Kadastrale hulpkaart, oktober 1879 (sectie K-1590).

Legger 2809/58: Nieuwe sectie K-1590. Huis, schuur en erf. Huisnr. G-29. In 1880 bijbouw. Over op:
Legger 2809/59: Op 26 augustus 1883 is de boerderij volledig afgebrand, zoals overduidelijk blijkt uit onderstaande krantenberichten. Met name het verslag in de Drentsche Courant spreekt boekdelen…

Provinciale Overijsselsche en Zwolsche courant, 29 augustus 1883.
Provinciale Drentsche en Asser courant, 30 augustus 1883.

Legger 2809/71: Sectie K-1590. Erf en bakhuis. In 1884 herbouw. Over op:

Kadastrale hulpkaart, augustus 1884 (sectie K-1621).

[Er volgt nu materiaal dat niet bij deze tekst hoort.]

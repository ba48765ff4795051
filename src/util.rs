use anyhow::{Context, Result};
use serde::Serialize;
use std::path::{Component, Path};

/// `path` relative to `base` with `/` separators; the full path when it is not under `base`.
///
/// `..` parts after `base` are kept, so `base/../shared/x` stays outside `base`.
pub fn display_path(path: &Path, base: &Path) -> String {
    match path.strip_prefix(base) {
        Ok(relative) => relative
            .components()
            .filter_map(|component| match component {
                Component::Normal(part) => Some(part.to_string_lossy()),
                Component::ParentDir => Some("..".into()),
                _ => None,
            })
            .collect::<Vec<_>>()
            .join("/"),
        Err(_) => path.display().to_string(),
    }
}

/// Serialize `value` as JSON indented with four spaces.
pub fn to_json_pretty<T: Serialize>(value: &T) -> Result<String> {
    let mut out = Vec::new();
    let formatter = serde_json::ser::PrettyFormatter::with_indent(b"    ");
    let mut serializer = serde_json::Serializer::with_formatter(&mut out, formatter);
    value.serialize(&mut serializer).context("serialize JSON")?;
    String::from_utf8(out).context("serialized JSON is not UTF-8")
}

#[cfg(test)]
mod tests {
    use super::*;
    use std::path::PathBuf;

    #[test]
    fn display_path_is_relative_with_forward_slashes() {
        let base = PathBuf::from("/themes/aurora");
        let path = base.join("wedges").join("Hero.vue");
        assert_eq!(display_path(&path, &base), "wedges/Hero.vue");
        assert_eq!(
            display_path(Path::new("/elsewhere/Button.vue"), &base),
            "/elsewhere/Button.vue"
        );
    }

    #[test]
    fn display_path_keeps_parent_segments() {
        let base = PathBuf::from("/themes/aurora");
        let path = base.join("../shared/./Button.vue");
        assert_eq!(display_path(&path, &base), "../shared/Button.vue");
    }

    #[test]
    fn pretty_json_uses_four_space_indent() {
        let json = to_json_pretty(&serde_json::json!({ "a": [1] })).expect("serialize");
        assert_eq!(json, "{\n    \"a\": [\n        1\n    ]\n}");
    }
}
//! Element usage scanning over compiled wedge templates.
use crate::template::{TemplateNode, TemplateRoot};
use serde::{Deserialize, Serialize};

/// Attribute that names an element instance inside a wedge.
const INSTANCE_ID_ATTR: &str = "id";

/// One element instance placed in a wedge template.
#[derive(Debug, Clone, PartialEq, Eq, Serialize, Deserialize)]
pub struct ElementUsage {
    pub id: String,
    #[serde(rename = "type")]
    pub element_type: String,
}

/// Lookup of element tag names a wedge template may reference.
pub trait KnownElements {
    fn is_known(&self, tag: &str) -> bool;
}

/// Collect every known element tag carrying a non-empty static `id`, in
/// document (pre-order) order. Unmatched nodes are still descended into.
pub fn scan_element_usages(root: &TemplateRoot, known: &impl KnownElements) -> Vec<ElementUsage> {
    let mut usages = Vec::new();
    for node in &root.nodes {
        visit(node, known, &mut usages);
    }
    usages
}

fn visit(node: &TemplateNode, known: &impl KnownElements, usages: &mut Vec<ElementUsage>) {
    if known.is_known(&node.tag) {
        if let Some(id) = node.attribute(INSTANCE_ID_ATTR).filter(|id| !id.is_empty()) {
            usages.push(ElementUsage {
                id: id.to_string(),
                element_type: node.tag.clone(),
            });
        }
    }
    for child in &node.children {
        visit(child, known, usages);
    }
}

#[cfg(test)]
mod tests {
    use super::*;
    use crate::template::compile_template;
    use std::collections::BTreeSet;

    struct Names(BTreeSet<&'static str>);

    impl KnownElements for Names {
        fn is_known(&self, tag: &str) -> bool {
            self.0.contains(tag)
        }
    }

    fn names(list: &[&'static str]) -> Names {
        Names(list.iter().copied().collect())
    }

    fn scan(markup: &str, known: &Names) -> Vec<(String, String)> {
        let root = compile_template(markup).expect("compile");
        scan_element_usages(&root, known)
            .into_iter()
            .map(|usage| (usage.id, usage.element_type))
            .collect()
    }

    fn pair(id: &str, ty: &str) -> (String, String) {
        (id.to_string(), ty.to_string())
    }

    #[test]
    fn finds_usages_at_any_depth_in_document_order() {
        let markup = r#"
            <section>
                <Heading id="title" />
                <div><div><Button id="cta" /></div></div>
                <Button id="secondary"></Button>
            </section>
        "#;
        assert_eq!(
            scan(markup, &names(&["Button", "Heading"])),
            vec![
                pair("title", "Heading"),
                pair("cta", "Button"),
                pair("secondary", "Button")
            ]
        );
    }

    #[test]
    fn skips_unknown_tags_but_descends_into_them() {
        let markup = r#"<Unknown id="u"><Button id="inner"/></Unknown>"#;
        assert_eq!(scan(markup, &names(&["Button"])), vec![pair("inner", "Button")]);
    }

    #[test]
    fn known_element_children_are_scanned_too() {
        let markup = r#"<Card id="outer"><Card id="inner"/></Card>"#;
        assert_eq!(
            scan(markup, &names(&["Card"])),
            vec![pair("outer", "Card"), pair("inner", "Card")]
        );
    }

    #[test]
    fn requires_a_non_empty_static_id() {
        let markup = r#"<Button/><Button id=""/><Button :id="x"/><Button id="ok"/>"#;
        assert_eq!(scan(markup, &names(&["Button"])), vec![pair("ok", "Button")]);
    }

    #[test]
    fn matching_is_case_sensitive() {
        let markup = r#"<button id="a"/><Button id="b"/>"#;
        assert_eq!(scan(markup, &names(&["Button"])), vec![pair("b", "Button")]);
    }

    #[test]
    fn duplicate_usages_are_kept() {
        let markup = r#"<Button id="a"/><Button id="a"/>"#;
        assert_eq!(
            scan(markup, &names(&["Button"])),
            vec![pair("a", "Button"), pair("a", "Button")]
        );
    }

    #[test]
    fn no_known_elements_means_no_usages() {
        assert!(scan(r#"<Button id="a"/>"#, &names(&[])).is_empty());
    }
}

Legger 2809/72: Nieuwe sectie K-1621. Huis, schuren en erf. In 1885 herbouw. Over op:
Legger 2809/77: Sectie K-1621. Huis, schuren, erf en kookhuis. In 1911 sloop en stichting. Over op:
Legger 2809/95: Sectie K-1621. Huis, schuur en erf. Huisnr. G-23. In 1912 herbouw. Over op:

augustus 1912 (sectie K-1820).

Legger 2809/96: Nieuwe sectie K-1820. Huis, schuur en erf. In 1917 redreskaart. Over op:

Kadastrale hulpkaart, november 1917 (sectie K-1945).

Legger 2809/102: Nieuwe sectie K-1945. Huis, schuren en bouwland. In 1930 boedelscheiding. Over op:
Legger 9670/53: Eigendom van landbouwer Gerrit Jan Timmerman en echtgenote Fenna Everdina Ekenhorst (dochter van Albert Ekenhorst en Hendrikjen Scholten). In 1947 boedelscheiding. Over op:
Legger 11643/61: Eigendom van landbouwer Albert Timmerman en echtgenote Hermina Judina Reints. Zij zijn op 20 juni 1941 getrouwd te Hardenberg. In 1948 gedeeltelijk vernieuwd. Over op:
Legger 11643/64: In 1966 stichting. Over op:
Legger 11643/90: In 1967 verkoop deel van perceel. Over op:

De voorgevel van de boerderij, met de muurankers 1879 (terwijl het pand in 1883 volledig is afgebrand…)
Fragment van kadastrale hulpkaart, anno 1967 (sectie K-2541).

Legger 11643/96: Nieuwe sectie K-2541. Huis, schuren, erf en bouwland. In 1974 opgenomen in de ruilverkaveling. Over op:
Legger 22764/1: Nieuwe sectie AE-129. Huis en erf aan de Rheezerbrink 11. Eigendom van kunstschilder J.T. Buit.